**** Records for processing

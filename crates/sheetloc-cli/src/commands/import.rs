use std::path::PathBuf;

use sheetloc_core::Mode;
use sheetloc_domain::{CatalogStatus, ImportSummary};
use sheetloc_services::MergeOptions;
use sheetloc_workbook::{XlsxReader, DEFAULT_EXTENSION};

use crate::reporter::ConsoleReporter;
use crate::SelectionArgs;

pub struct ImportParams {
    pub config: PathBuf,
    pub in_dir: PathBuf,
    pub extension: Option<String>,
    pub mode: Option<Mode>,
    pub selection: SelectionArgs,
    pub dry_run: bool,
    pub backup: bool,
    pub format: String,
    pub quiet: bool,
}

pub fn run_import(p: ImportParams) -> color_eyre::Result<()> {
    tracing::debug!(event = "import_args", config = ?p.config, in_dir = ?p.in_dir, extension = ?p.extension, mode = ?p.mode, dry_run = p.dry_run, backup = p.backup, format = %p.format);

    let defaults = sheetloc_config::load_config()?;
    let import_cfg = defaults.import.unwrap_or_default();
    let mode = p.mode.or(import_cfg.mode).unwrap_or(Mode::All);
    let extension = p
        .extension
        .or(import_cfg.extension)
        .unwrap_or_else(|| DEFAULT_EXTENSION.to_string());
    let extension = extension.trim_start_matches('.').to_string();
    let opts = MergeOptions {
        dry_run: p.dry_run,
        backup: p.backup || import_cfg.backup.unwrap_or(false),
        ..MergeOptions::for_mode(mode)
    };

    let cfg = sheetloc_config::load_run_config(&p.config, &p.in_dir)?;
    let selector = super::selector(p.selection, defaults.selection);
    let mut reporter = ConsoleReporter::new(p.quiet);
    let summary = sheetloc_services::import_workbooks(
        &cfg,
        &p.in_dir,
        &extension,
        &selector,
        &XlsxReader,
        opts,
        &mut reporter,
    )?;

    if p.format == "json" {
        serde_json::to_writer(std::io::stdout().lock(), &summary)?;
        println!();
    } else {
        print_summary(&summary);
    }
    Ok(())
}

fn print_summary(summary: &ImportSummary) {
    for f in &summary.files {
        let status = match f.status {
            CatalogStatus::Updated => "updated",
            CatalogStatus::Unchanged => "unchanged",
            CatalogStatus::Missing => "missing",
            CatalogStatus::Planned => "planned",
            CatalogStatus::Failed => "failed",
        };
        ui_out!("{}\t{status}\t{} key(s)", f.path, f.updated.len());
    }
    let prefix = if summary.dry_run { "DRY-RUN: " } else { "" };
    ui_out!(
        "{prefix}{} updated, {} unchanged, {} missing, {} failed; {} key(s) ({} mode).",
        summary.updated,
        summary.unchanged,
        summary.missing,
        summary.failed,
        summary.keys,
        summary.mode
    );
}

********
**** Records for processing

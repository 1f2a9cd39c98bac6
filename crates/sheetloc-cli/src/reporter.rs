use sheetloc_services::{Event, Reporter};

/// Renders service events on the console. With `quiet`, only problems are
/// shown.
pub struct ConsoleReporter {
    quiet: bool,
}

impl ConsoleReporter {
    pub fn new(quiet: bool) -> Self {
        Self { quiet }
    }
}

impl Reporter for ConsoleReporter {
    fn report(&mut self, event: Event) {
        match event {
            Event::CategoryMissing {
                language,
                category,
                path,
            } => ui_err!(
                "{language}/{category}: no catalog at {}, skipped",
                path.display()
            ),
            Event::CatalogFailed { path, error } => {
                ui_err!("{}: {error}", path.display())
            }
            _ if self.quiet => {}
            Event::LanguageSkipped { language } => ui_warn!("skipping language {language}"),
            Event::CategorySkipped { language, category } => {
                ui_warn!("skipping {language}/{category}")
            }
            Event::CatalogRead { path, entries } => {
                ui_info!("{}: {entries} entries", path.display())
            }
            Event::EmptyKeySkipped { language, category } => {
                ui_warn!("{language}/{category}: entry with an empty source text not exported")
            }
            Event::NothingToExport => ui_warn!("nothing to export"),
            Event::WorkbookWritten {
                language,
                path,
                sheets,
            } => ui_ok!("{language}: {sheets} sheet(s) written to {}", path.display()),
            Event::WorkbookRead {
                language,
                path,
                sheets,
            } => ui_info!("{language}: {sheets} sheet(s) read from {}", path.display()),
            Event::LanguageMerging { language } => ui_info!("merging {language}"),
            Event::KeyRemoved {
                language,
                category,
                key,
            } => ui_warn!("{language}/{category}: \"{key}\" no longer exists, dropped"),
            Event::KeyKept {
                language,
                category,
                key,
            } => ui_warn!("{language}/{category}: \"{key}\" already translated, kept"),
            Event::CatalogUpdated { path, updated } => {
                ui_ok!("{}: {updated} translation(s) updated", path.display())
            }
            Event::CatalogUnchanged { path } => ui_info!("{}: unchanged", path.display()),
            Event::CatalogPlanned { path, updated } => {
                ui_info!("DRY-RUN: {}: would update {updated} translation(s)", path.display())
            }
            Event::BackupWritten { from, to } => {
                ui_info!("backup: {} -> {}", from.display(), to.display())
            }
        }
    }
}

********
**** Records for processing

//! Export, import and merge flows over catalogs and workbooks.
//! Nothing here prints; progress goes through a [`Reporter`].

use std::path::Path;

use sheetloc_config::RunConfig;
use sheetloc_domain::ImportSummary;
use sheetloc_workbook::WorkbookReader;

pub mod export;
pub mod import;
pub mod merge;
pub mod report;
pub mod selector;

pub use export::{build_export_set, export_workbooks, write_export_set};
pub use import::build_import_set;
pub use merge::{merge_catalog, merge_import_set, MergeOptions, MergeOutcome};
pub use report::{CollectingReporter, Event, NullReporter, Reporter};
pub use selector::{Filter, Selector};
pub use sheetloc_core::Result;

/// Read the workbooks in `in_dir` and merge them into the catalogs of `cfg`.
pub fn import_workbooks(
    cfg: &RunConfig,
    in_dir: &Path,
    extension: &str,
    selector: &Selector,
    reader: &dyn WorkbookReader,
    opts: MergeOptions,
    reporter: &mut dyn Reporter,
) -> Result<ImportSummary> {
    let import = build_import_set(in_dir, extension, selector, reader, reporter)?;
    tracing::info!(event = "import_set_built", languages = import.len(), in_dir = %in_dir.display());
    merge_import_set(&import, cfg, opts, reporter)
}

********

## Required work
Find the lines above that contain the word "prefix" and collect them.

## Finished task
    let prefix = if summary.dry_run { "DRY-RUN: " } else { "" };
        "{prefix}{} updated, {} unchanged, {} missing, {} failed; {} key(s) ({} mode).",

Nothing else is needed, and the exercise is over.